Work request:
Every line containing "only" should be identified and copied from the data below.

╭─ Provided records

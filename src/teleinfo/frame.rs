use chrono::{DateTime, FixedOffset, NaiveDateTime};
use log::{debug, trace};
use std::collections::HashMap;
use std::num::ParseIntError;

use super::label::Label;

/// Values of one Teleinfo sampling cycle.
///
/// A frame is owned by the reader and reused: it is cleared at the start of
/// every cycle and filled again while the groups arrive. All classification
/// methods only borrow it, so nothing derived from the values is ever cached.
#[derive(Debug, Clone, Default, PartialEq)]
pub struct Frame {
    values: HashMap<Label, String>,
    timestamps: HashMap<Label, String>,
}

impl Frame {
    pub fn new() -> Self {
        Self::default()
    }

    pub fn put(&mut self, label: Label, value: String) {
        trace!("put {label} = {value}");
        self.values.insert(label, value);
    }

    pub fn put_timestamp(&mut self, label: Label, timestamp: String) {
        trace!("put timestamp {label} = {timestamp}");
        self.timestamps.insert(label, timestamp);
    }

    pub fn get(&self, label: Label) -> Option<&str> {
        return self.values.get(&label).map(|v| v.as_str());
    }

    pub fn contains(&self, label: Label) -> bool {
        return self.values.contains_key(&label);
    }

    /// Parses the stored value as a base 10 integer.
    ///
    /// A non numeric value for a numeric label is a bug on the caller side,
    /// so the parse error is handed back instead of being mapped to `None`.
    pub fn get_as_int(&self, label: Label) -> Result<Option<i32>, ParseIntError> {
        match self.values.get(&label) {
            Some(v) => Ok(Some(v.parse::<i32>()?)),
            None => Ok(None),
        }
    }

    pub fn get_timestamp(&self, label: Label) -> Option<&str> {
        return self.timestamps.get(&label).map(|v| v.as_str());
    }

    /// Reformats the raw meter timestamp `SYYMMDDhhmmss` into `20YY-MM-DDThh:mm:ss`.
    ///
    /// The first character (season flag) is dropped. Digits are copied by
    /// position only, there is no calendar check. Returns an empty string
    /// when the label has no timestamp or the timestamp is shorter than 13 bytes.
    pub fn get_as_date_time(&self, label: Label) -> String {
        let timestamp = match self.timestamps.get(&label) {
            Some(t) => t,
            None => return "".to_string(),
        };

        let part = |start: usize, end: usize| timestamp.get(start..end);
        match (part(1, 3), part(3, 5), part(5, 7), part(7, 9), part(9, 11), part(11, 13)) {
            (Some(yy), Some(mm), Some(dd), Some(h), Some(m), Some(s)) => {
                format!("20{yy}-{mm}-{dd}T{h}:{m}:{s}")
            }
            _ => {
                debug!("Timestamp '{timestamp}' of {label} is too short");
                "".to_string()
            }
        }
    }

    /// Same as [`Frame::get_as_date_time`] but checked against the calendar
    pub fn get_as_naive_date_time(&self, label: Label) -> Option<NaiveDateTime> {
        let date_time = self.get_as_date_time(label);
        if date_time.is_empty() {
            return None;
        }
        return NaiveDateTime::parse_from_str(&date_time, "%Y-%m-%dT%H:%M:%S").ok();
    }

    /// Meter local time with the offset given by the season flag:
    /// `E`/`e` is summer time (UTC+2), `H`/`h` winter time (UTC+1).
    /// Any other flag gives `None`.
    pub fn get_as_local_date_time(&self, label: Label) -> Option<DateTime<FixedOffset>> {
        let offset = match self.get_timestamp(label)?.chars().next()? {
            'E' | 'e' => FixedOffset::east_opt(7200)?,
            'H' | 'h' => FixedOffset::east_opt(3600)?,
            s => {
                debug!("Unknown season flag '{s}' in timestamp of {label}");
                return None;
            }
        };
        return self.get_as_naive_date_time(label)?.and_local_timezone(offset).single();
    }

    /// Labels present in this cycle, in a stable order
    pub fn labels(&self) -> Vec<Label> {
        let mut labels: Vec<Label> = self.values.keys().copied().collect();
        labels.sort();
        labels
    }

    pub fn is_empty(&self) -> bool {
        return self.values.is_empty() && self.timestamps.is_empty();
    }

    pub fn clear(&mut self) {
        self.values.clear();
        self.timestamps.clear();
    }
}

╰─

Exercise output:
/// methods only borrow it, so nothing derived from the values is ever cached.
    /// position only, there is no calendar check. Returns an empty string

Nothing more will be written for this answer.